PROMPT:
Write out again, please, the records below from the first line to the line holding "use super::*;", inclusive, and nothing else.

DATA FOR THE TASK:

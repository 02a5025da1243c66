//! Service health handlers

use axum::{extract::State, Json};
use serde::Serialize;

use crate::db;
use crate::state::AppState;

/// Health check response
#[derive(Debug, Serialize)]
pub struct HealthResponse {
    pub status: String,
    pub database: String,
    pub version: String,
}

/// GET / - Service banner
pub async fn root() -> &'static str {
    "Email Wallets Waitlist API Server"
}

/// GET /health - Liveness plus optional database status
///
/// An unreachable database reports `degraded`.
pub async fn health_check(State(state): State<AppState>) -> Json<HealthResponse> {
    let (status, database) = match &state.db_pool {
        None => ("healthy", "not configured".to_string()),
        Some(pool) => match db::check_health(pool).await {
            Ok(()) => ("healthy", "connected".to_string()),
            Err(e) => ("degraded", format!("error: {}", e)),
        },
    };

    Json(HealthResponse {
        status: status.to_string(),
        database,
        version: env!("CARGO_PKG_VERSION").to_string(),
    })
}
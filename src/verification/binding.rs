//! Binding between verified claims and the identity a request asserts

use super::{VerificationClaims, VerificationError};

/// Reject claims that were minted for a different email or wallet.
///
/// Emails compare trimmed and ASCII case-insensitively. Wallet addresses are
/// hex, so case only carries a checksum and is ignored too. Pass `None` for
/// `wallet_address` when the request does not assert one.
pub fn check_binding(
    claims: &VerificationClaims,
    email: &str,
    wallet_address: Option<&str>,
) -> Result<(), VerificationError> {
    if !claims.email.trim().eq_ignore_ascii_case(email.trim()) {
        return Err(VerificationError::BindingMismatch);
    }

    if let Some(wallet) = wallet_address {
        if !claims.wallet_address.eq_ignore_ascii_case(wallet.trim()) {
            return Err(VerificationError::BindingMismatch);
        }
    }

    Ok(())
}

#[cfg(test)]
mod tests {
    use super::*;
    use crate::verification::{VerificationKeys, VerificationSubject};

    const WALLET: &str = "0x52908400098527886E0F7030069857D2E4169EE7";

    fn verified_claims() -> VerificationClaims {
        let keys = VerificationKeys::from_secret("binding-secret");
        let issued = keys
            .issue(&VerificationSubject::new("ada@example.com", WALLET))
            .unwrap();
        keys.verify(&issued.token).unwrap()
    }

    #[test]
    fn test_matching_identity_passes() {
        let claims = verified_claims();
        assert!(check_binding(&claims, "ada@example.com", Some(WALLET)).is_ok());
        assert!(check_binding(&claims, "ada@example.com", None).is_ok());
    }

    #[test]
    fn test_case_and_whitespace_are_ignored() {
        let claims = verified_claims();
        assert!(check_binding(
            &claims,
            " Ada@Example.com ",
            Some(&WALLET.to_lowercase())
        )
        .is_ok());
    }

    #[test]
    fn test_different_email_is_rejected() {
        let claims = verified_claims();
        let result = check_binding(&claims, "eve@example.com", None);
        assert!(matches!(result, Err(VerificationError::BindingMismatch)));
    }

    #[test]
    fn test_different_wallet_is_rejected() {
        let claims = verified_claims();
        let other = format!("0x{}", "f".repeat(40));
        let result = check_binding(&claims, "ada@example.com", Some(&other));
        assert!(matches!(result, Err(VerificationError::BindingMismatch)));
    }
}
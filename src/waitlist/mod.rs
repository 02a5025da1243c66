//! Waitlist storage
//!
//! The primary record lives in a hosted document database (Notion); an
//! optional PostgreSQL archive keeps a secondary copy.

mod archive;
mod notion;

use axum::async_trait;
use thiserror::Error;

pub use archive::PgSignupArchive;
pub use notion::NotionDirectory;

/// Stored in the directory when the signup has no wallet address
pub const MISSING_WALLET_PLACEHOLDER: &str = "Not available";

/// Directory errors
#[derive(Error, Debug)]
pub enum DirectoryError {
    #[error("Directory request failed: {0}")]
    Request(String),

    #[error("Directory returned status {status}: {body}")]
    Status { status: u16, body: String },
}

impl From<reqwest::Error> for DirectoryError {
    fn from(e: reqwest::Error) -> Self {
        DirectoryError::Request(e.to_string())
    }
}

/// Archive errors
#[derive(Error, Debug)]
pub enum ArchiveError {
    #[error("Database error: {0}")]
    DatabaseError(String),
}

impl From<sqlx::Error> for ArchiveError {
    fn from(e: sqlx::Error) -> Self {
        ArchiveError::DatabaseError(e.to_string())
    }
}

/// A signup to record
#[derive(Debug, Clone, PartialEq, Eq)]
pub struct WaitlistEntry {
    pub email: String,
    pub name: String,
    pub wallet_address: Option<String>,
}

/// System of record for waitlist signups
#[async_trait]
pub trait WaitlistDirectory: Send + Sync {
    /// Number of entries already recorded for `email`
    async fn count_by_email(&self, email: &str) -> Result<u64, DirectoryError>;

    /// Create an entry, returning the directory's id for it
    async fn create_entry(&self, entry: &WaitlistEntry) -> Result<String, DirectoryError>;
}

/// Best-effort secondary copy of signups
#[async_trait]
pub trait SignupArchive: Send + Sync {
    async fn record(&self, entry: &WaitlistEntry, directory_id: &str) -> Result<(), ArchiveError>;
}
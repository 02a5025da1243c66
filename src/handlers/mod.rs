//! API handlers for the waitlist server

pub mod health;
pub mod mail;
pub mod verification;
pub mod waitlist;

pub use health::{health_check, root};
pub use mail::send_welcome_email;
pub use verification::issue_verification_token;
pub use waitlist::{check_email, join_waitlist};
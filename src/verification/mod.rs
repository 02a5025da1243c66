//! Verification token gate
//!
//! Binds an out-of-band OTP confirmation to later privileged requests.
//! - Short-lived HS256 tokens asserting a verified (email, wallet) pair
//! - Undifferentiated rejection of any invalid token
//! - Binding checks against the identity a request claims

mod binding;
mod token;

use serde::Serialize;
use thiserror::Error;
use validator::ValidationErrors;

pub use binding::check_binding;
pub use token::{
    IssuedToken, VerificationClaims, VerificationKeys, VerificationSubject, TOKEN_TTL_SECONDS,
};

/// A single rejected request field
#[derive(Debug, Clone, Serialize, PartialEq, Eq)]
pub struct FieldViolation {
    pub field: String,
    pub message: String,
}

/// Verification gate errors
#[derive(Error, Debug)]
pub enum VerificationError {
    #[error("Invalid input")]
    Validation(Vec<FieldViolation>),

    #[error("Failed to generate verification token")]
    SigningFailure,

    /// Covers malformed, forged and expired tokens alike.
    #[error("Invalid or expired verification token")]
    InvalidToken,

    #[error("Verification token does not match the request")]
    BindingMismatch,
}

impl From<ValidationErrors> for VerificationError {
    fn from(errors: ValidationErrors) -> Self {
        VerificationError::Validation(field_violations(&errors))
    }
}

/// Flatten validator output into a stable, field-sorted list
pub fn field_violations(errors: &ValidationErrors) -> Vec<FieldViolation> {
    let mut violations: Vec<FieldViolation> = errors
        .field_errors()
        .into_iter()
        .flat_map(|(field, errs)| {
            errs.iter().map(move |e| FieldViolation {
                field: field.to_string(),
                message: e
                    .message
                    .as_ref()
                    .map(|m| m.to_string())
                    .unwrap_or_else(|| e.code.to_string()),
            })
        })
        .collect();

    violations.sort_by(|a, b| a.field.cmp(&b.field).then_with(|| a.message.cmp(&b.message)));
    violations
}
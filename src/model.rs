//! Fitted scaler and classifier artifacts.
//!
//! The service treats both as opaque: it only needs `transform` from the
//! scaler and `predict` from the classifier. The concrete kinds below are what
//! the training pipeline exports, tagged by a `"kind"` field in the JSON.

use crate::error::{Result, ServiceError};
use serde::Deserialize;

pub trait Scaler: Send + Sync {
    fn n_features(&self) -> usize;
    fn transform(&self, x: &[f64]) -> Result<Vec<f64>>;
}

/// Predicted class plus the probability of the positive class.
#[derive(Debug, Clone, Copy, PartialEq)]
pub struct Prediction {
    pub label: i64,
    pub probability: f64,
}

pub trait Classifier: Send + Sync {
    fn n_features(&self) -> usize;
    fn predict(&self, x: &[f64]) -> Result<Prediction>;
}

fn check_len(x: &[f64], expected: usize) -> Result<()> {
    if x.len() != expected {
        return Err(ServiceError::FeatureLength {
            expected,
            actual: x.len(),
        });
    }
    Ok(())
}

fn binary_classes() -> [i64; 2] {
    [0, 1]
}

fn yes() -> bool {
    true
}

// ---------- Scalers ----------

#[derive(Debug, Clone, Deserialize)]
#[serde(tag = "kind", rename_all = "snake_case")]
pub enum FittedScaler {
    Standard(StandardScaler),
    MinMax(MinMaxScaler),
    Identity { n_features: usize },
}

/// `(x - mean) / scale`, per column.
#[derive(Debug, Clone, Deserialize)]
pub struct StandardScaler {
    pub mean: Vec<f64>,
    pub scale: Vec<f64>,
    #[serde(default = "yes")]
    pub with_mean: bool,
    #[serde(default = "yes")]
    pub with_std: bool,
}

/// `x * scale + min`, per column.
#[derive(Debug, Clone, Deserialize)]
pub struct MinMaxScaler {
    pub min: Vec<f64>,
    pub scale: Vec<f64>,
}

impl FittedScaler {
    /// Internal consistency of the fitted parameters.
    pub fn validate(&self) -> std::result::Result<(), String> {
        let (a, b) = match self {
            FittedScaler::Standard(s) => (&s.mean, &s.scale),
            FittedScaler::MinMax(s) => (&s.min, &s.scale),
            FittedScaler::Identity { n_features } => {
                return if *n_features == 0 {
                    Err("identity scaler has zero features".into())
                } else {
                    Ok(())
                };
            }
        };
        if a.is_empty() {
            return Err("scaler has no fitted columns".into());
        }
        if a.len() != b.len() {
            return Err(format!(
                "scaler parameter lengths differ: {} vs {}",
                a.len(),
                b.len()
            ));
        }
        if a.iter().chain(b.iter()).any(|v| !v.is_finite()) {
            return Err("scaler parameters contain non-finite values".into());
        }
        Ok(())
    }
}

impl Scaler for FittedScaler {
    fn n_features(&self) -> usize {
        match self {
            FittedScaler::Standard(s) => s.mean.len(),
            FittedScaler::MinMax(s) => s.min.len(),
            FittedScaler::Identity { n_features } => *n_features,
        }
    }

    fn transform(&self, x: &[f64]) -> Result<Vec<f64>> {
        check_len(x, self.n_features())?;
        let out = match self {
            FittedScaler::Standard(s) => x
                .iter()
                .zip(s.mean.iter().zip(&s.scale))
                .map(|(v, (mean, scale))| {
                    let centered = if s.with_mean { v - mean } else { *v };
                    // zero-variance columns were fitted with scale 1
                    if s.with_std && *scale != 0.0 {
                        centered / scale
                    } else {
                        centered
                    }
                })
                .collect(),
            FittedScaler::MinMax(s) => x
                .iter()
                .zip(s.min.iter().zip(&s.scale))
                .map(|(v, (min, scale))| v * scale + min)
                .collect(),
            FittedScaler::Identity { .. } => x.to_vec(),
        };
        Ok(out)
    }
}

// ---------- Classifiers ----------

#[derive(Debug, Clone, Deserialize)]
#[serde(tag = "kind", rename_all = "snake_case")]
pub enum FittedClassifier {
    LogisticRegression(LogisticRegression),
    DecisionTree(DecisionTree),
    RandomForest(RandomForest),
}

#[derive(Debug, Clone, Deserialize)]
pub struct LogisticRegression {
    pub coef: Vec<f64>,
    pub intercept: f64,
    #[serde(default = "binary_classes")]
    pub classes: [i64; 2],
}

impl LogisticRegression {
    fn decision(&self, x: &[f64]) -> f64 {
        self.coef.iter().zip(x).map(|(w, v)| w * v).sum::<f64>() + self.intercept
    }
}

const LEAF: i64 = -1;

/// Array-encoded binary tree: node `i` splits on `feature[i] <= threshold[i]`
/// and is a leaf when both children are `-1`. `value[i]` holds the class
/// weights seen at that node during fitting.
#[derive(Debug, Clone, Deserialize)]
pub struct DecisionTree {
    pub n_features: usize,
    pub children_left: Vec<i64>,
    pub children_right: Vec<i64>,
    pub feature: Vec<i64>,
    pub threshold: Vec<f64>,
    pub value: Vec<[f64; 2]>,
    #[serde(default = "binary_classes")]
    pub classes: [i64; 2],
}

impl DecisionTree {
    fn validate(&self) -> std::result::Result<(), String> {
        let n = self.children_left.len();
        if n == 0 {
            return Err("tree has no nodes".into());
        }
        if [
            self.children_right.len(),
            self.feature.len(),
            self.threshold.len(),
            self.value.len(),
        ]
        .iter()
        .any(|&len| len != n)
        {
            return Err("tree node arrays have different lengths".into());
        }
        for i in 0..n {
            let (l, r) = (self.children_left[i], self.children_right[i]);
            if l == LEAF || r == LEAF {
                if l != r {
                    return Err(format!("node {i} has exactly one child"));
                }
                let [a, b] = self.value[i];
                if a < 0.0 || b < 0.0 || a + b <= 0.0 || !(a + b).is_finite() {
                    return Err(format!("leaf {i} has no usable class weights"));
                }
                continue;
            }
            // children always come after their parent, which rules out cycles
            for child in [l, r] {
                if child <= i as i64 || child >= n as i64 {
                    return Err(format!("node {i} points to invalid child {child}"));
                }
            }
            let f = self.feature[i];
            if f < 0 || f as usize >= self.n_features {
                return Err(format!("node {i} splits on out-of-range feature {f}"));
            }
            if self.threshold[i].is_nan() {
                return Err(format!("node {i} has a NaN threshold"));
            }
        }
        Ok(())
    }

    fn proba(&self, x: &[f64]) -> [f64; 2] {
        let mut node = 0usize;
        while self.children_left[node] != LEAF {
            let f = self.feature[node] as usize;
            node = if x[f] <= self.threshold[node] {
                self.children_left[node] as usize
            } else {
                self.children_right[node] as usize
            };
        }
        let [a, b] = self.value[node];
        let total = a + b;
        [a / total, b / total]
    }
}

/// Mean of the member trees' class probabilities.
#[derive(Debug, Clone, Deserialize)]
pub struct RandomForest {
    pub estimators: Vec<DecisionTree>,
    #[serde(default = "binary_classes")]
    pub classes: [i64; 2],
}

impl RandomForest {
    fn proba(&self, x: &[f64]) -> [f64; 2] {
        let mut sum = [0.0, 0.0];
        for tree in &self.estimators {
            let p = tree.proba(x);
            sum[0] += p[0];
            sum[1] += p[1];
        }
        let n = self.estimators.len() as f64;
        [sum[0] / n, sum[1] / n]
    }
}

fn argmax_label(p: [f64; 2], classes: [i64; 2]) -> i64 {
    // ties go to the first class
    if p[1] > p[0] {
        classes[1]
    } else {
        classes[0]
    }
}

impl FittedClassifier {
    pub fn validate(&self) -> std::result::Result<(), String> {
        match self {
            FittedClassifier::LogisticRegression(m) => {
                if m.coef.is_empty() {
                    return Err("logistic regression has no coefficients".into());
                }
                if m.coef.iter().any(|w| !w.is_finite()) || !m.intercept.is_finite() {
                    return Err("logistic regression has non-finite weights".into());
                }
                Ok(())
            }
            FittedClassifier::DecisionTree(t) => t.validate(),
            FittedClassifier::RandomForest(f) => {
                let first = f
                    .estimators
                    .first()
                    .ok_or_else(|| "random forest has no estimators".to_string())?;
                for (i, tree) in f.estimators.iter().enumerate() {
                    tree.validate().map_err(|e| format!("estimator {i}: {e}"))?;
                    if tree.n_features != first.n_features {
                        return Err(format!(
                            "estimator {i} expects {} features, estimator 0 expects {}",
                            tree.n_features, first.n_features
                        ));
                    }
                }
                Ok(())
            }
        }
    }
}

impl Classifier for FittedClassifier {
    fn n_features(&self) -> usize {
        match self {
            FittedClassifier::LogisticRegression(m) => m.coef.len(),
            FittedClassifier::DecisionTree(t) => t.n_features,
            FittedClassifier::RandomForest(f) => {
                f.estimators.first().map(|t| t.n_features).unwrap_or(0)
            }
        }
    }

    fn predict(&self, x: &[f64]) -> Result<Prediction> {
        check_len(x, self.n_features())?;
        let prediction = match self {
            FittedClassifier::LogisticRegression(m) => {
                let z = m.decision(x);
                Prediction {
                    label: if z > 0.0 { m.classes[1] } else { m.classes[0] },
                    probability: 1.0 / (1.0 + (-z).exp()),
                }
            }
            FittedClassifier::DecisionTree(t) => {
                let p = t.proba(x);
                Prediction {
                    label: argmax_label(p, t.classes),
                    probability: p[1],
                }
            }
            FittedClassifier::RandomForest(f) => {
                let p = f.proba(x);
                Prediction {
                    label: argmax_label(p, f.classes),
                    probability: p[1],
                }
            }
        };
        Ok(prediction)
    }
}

ANSWER TO THIS EXERCISE:
repository 02a5025da1243c66
//! Service health handlers

use axum::{extract::State, Json};
use serde::Serialize;

use crate::db;
use crate::state::AppState;

/// Health check response
#[derive(Debug, Serialize)]
pub struct HealthResponse {
    pub status: String,
    pub database: String,
    pub version: String,
}

/// GET / - Service banner
pub async fn root() -> &'static str {
    "Email Wallets Waitlist API Server"
}

/// GET /health - Liveness plus optional database status
///
/// An unreachable database reports `degraded`.
pub async fn health_check(State(state): State<AppState>) -> Json<HealthResponse> {
    let (status, database) = match &state.db_pool {
        None => ("healthy", "not configured".to_string()),
        Some(pool) => match db::check_health(pool).await {
            Ok(()) => ("healthy", "connected".to_string()),
            Err(e) => ("degraded", format!("error: {}", e)),
        },
    };

    Json(HealthResponse {
        status: status.to_string(),
        database,
        version: env!("CARGO_PKG_VERSION").to_string(),
    })
}
filename src/verification/binding.rs
//! Binding between verified claims and the identity a request asserts

use super::{VerificationClaims, VerificationError};

/// Reject claims that were minted for a different email or wallet.
///
/// Emails compare trimmed and ASCII case-insensitively. Wallet addresses are
/// hex, so case only carries a checksum and is ignored too. Pass `None` for
/// `wallet_address` when the request does not assert one.
pub fn check_binding(
    claims: &VerificationClaims,
    email: &str,
    wallet_address: Option<&str>,
) -> Result<(), VerificationError> {
    if !claims.email.trim().eq_ignore_ascii_case(email.trim()) {
        return Err(VerificationError::BindingMismatch);
    }

    if let Some(wallet) = wallet_address {
        if !claims.wallet_address.eq_ignore_ascii_case(wallet.trim()) {
            return Err(VerificationError::BindingMismatch);
        }
    }

    Ok(())
}

#[cfg(test)]
mod tests {
    use super::*;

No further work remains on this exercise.